Cultural Underground:

Whereas dominant conversational strands tend to focus on cliffs hucked, sleds purchased and money made in real estate, there is a cultural underground. Members of said underground meet in living rooms, cafes, bars, and undertake such strange things as discussing books they’ve read or stories they’ve written, jamming together, bringing films to town, recording oral histories of ageing pioneers.

As for those ageing pioneers, they aren’t defying time’s hoary hands. You can’t sup from the Fountain of Youth forever, and Whistler’s Museum and Archives Society is overwhelmed by the responsibility of recording the oral histories, and protecting and archiving memories and artifacts from Whistler’s past, while those people with the memories are still alive. The museum has been housed in a "temporary" trailer for eight years now, and it may be required a little longer, since the Capital Campaign has gone into "temporary" hiatus to ponder whether a new facility at the cost of $10 million is so important to the community after all.

For a community with such a remarkable history – fishing resort, railway town, hippie paradise, locus of four previous Olympic bids – welcoming 2 million international visitors a year, it seems incredible that a state-of-the-art interpretive museum facility isn’t at the forefront of Whistler’s agenda. The museum’s holdings include close to 400,000 photographs and 1,000 artifacts dating from the early 1900s through to present day, and it is a cutting edge institution in the use of new media technologies such as digital video, searchable databases, and interactive Web sites. Perhaps a further legacy of this Olympic bid might be a commitment to a building to house Whistler’s virtual treasure trove and to showcase the town’s heritage to the world, seeing as the world is coming here on a pretty regular basis, regardless of the Olympics.

The Whistler Museum and Archives Society isn’t the only local cultural group operating on a shoestring and putting on a free community event as part of Celebration 2010. (An Olympics History and Trivia Night featuring local athletes will be held by the Museum at MY Place on Saturday, Feb. 22 from 7 p.m.)

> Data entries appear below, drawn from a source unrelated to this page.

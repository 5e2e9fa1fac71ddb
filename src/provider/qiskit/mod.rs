// Copyright 2026 SynQc Contributors
// SPDX-License-Identifier: Apache-2.0

//! Qiskit-family provider client.
//!
//! One client is bound to one backend name. Each `run` resolves where that
//! name lives:
//!
//! - names the bundled simulator answers to (`aer_simulator`, `aer`, ...) run
//!   in-process and report fidelity against the ideal distribution plus the
//!   execution latency;
//! - every other name goes to the remote runtime through the injected
//!   [`RuntimeServiceFactory`], and only counts come back.
//!
//! # Architecture
//!
//! The runtime seam is a factory handed over at construction, so tests swap
//! in [`StubRuntimeFactory`] instead of reaching the network. The simulator
//! handle is built once and reused; the remote backend is re-resolved on
//! every call.

pub mod circuit;
pub mod ibm;
pub mod runtime;
pub mod simulator;

use async_trait::async_trait;
use std::sync::Arc;
use std::time::Duration;
use tracing::{debug, info, warn};

use crate::config::{RuntimeConfig, SimulatorConfig};
use crate::error::ProviderClientError;
use crate::provider::capability::Capabilities;
use crate::provider::normalize::{hellinger_fidelity, normalize_counts, RawCounts};
use crate::provider::{ClientKind, ExperimentPreset, ExperimentResult, ProviderClient};

use circuit::Circuit;
use ibm::IbmRuntimeFactory;
use runtime::RuntimeServiceFactory;
use simulator::LocalSimulator;

pub use runtime::StubRuntimeFactory;

/// Where a backend name is executed.
#[derive(Debug, Clone, Copy, PartialEq, Eq)]
pub enum BackendRoute {
    /// Bundled state-vector simulator
    LocalSimulator,
    /// Authenticated remote runtime service
    Runtime,
}

/// Provider client for Qiskit-style backends.
pub struct QiskitProviderClient {
    backend_name: String,
    runtime: RuntimeConfig,
    capabilities: Capabilities,
    simulator: LocalSimulator,
    runtime_factory: Arc<dyn RuntimeServiceFactory>,
}

impl QiskitProviderClient {
    /// Client for `backend_name`, configured from the process environment.
    pub fn new(backend_name: impl Into<String>) -> Self {
        Self::from_config(
            backend_name,
            &RuntimeConfig::from_env(),
            &SimulatorConfig::default(),
        )
    }

    /// Client for `backend_name` with explicit settings and the production runtime.
    pub fn from_config(
        backend_name: impl Into<String>,
        runtime: &RuntimeConfig,
        simulator: &SimulatorConfig,
    ) -> Self {
        Self::with_factory(
            backend_name,
            runtime,
            simulator,
            Arc::new(IbmRuntimeFactory::new()),
        )
    }

    /// Client for `backend_name` sharing an existing runtime service factory.
    pub fn with_factory(
        backend_name: impl Into<String>,
        runtime: &RuntimeConfig,
        simulator: &SimulatorConfig,
        runtime_factory: Arc<dyn RuntimeServiceFactory>,
    ) -> Self {
        Self {
            backend_name: backend_name.into(),
            runtime: runtime.clone(),
            capabilities: Capabilities::detect(),
            simulator: LocalSimulator::new(simulator.clone()),
            runtime_factory,
        }
    }

    /// Override the capability flags taken at construction.
    pub fn with_capabilities(mut self, capabilities: Capabilities) -> Self {
        self.capabilities = capabilities;
        self
    }

    /// Replace the runtime service factory.
    pub fn with_runtime_factory(mut self, factory: Arc<dyn RuntimeServiceFactory>) -> Self {
        self.runtime_factory = factory;
        self
    }

    /// Capability flags in effect.
    pub fn capabilities(&self) -> Capabilities {
        self.capabilities
    }

    /// Runtime settings snapshot.
    pub fn runtime_config(&self) -> &RuntimeConfig {
        &self.runtime
    }

    /// Route the configured backend name resolves to.
    pub fn route(&self) -> BackendRoute {
        if LocalSimulator::handles(&self.backend_name) {
            BackendRoute::LocalSimulator
        } else {
            BackendRoute::Runtime
        }
    }

    fn check_shots(&self, shots: u32) -> Result<(), ProviderClientError> {
        if shots == 0 {
            return Err(ProviderClientError::InvalidRequest(
                "shots must be a positive integer".into(),
            ));
        }
        let max = self.simulator.config().max_shots;
        if shots > max {
            return Err(ProviderClientError::InvalidRequest(format!(
                "{} shots exceeds the limit of {}",
                shots, max
            )));
        }
        Ok(())
    }

    async fn run_local(
        &self,
        circuit: Circuit,
        shots: u32,
    ) -> Result<ExperimentResult, ProviderClientError> {
        let simulator = self.simulator.clone();
        let outcome = tokio::task::spawn_blocking(move || simulator.sample(&circuit, shots))
            .await
            .map_err(|e| {
                ProviderClientError::ExecutionFailed(format!("Simulation task failed: {e}"))
            })??;

        let fidelity = hellinger_fidelity(&outcome.counts, &outcome.ideal);
        let latency_us = outcome.elapsed.as_secs_f64() * 1e6;

        Ok(ExperimentResult::with_telemetry(
            outcome.counts,
            shots,
            fidelity,
            latency_us,
        ))
    }

    async fn run_remote(
        &self,
        circuit: Circuit,
        shots: u32,
    ) -> Result<ExperimentResult, ProviderClientError> {
        if !self.capabilities.runtime {
            return Err(ProviderClientError::DependencyUnavailable(
                "Remote runtime support is not available in this build".into(),
            ));
        }

        if self.runtime_factory.requires_token() && self.runtime.token().is_none() {
            return Err(ProviderClientError::MissingCredentials(format!(
                "No runtime token configured for backend '{}'",
                self.backend_name
            )));
        }

        let timeout = Duration::from_secs(self.runtime.timeout_sec);
        let raw = tokio::time::timeout(timeout, self.execute_remote(&circuit, shots))
            .await
            .map_err(|_| {
                ProviderClientError::Timeout(format!(
                    "Backend '{}' did not complete within {}s",
                    self.backend_name, self.runtime.timeout_sec
                ))
            })??;

        let counts = normalize_counts(raw, circuit.num_clbits(), shots)?;
        Ok(ExperimentResult::counts_only(counts, shots))
    }

    async fn execute_remote(
        &self,
        circuit: &Circuit,
        shots: u32,
    ) -> Result<RawCounts, ProviderClientError> {
        let service = self.runtime_factory.connect(&self.runtime)?;
        let backend = service.backend(&self.backend_name).await?;
        debug!(backend = %backend.name(), "Runtime backend resolved");
        backend.sample(circuit, shots).await
    }
}

impl std::fmt::Debug for QiskitProviderClient {
    fn fmt(&self, f: &mut std::fmt::Formatter<'_>) -> std::fmt::Result {
        f.debug_struct("QiskitProviderClient")
            .field("backend_name", &self.backend_name)
            .field("route", &self.route())
            .field("capabilities", &self.capabilities)
            .field("runtime", &self.runtime)
            .finish()
    }
}

#[async_trait]
impl ProviderClient for QiskitProviderClient {
    fn backend_name(&self) -> &str {
        &self.backend_name
    }

    fn kind(&self) -> ClientKind {
        ClientKind::Qiskit
    }

    async fn run(
        &self,
        preset: ExperimentPreset,
        shots: u32,
    ) -> Result<ExperimentResult, ProviderClientError> {
        self.check_shots(shots)?;

        if !self.capabilities.simulator {
            return Err(ProviderClientError::DependencyUnavailable(
                "Qiskit simulation support is not available in this build".into(),
            ));
        }

        let run_id = uuid::Uuid::new_v4();
        let route = self.route();
        info!(
            run_id = %run_id,
            backend = %self.backend_name,
            preset = %preset,
            shots,
            route = ?route,
            "Running experiment"
        );

        let circuit = Circuit::for_preset(preset);
        let result = match route {
            BackendRoute::LocalSimulator => self.run_local(circuit, shots).await,
            BackendRoute::Runtime => self.run_remote(circuit, shots).await,
        };

        match &result {
            Ok(r) => info!(
                run_id = %run_id,
                outcomes = r.raw_counts.len(),
                fidelity = ?r.fidelity,
                "Experiment complete"
            ),
            Err(e) => warn!(run_id = %run_id, code = e.code(), error = %e, "Experiment failed"),
        }

        result
    }
}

Since May 2001, the Whistler Writers Group has been meeting in a lounge room or a bar to discuss stories and present open mic readings or enjoy workshops the group has brought to Whistler. Says group founder Stella Harvey: "Through the open mic readings, we've seen the blossoming of young talent that has had no previous outlet in this community. The Writers Group believes we should use every opportunity to promote awareness of the skills of local writers. As flagrant extroverts with a desperate need to be heard we covet every opportunity to read our work in public."

The Writers Group will be putting on two gala readings featuring local and Vancouver writers on Sunday and Monday, Feb. 23 and 24 at 8:30 p.m. at Uli’s Flipside at Creekside. In the present barren publishing climate, the Group will also publish a collection of their work using funds made available by Celebration 2010.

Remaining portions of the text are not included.